PROBLEM ▸
Output the entire listing that follows verbatim.

DATA PROVIDED ▸
--------------------
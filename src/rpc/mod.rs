//! Command/reply protocol over a write + notify transport.
//!
//! ```text
//! ┌──────────────────────────────────────────────────────────────┐
//! │                       Link Stack                             │
//! │                                                              │
//! │  ┌───────────┐   ┌──────────┐   ┌─────────────────────────┐ │
//! │  │ Dispatcher│──▶│ Chunked  │──▶│ Correlator              │ │
//! │  │ (engine)  │   │ download │   │ send_and_await(cmd, t)  │ │
//! │  └───────────┘   └──────────┘   └─────────────────────────┘ │
//! │                                     │ write        ▲ slot    │
//! │                                     ▼              │         │
//! │                               ┌──────────┐   ┌──────────┐   │
//! │                               │Transport │──▶│ReplySlot │   │
//! │                               │ (trait)  │   │(channels)│   │
//! │                               └──────────┘   └──────────┘   │
//! └──────────────────────────────────────────────────────────────┘
//! ```

pub mod channels;
pub mod chunked;
pub mod codec;
pub mod correlator;
pub mod engine;
pub mod transport;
--------------------
TASK ANSWER ▸
filename src/rpc/mod.rs
//! Command/reply protocol over a write + notify transport.
//!
//! ```text
//! ┌──────────────────────────────────────────────────────────────┐
//! │                       Link Stack                             │
//! │                                                              │
//! │  ┌───────────┐   ┌──────────┐   ┌─────────────────────────┐ │
//! │  │ Dispatcher│──▶│ Chunked  │──▶│ Correlator              │ │
//! │  │ (engine)  │   │ download │   │ send_and_await(cmd, t)  │ │
//! │  └───────────┘   └──────────┘   └─────────────────────────┘ │
//! │                                     │ write        ▲ slot    │
//! │                                     ▼              │         │
//! │                               ┌──────────┐   ┌──────────┐   │
//! │                               │Transport │──▶│ReplySlot │   │
//! │                               │ (trait)  │   │(channels)│   │
//! │                               └──────────┘   └──────────┘   │
//! └──────────────────────────────────────────────────────────────┘
//! ```

pub mod channels;
pub mod chunked;
pub mod codec;
pub mod correlator;
pub mod engine;
pub mod transport;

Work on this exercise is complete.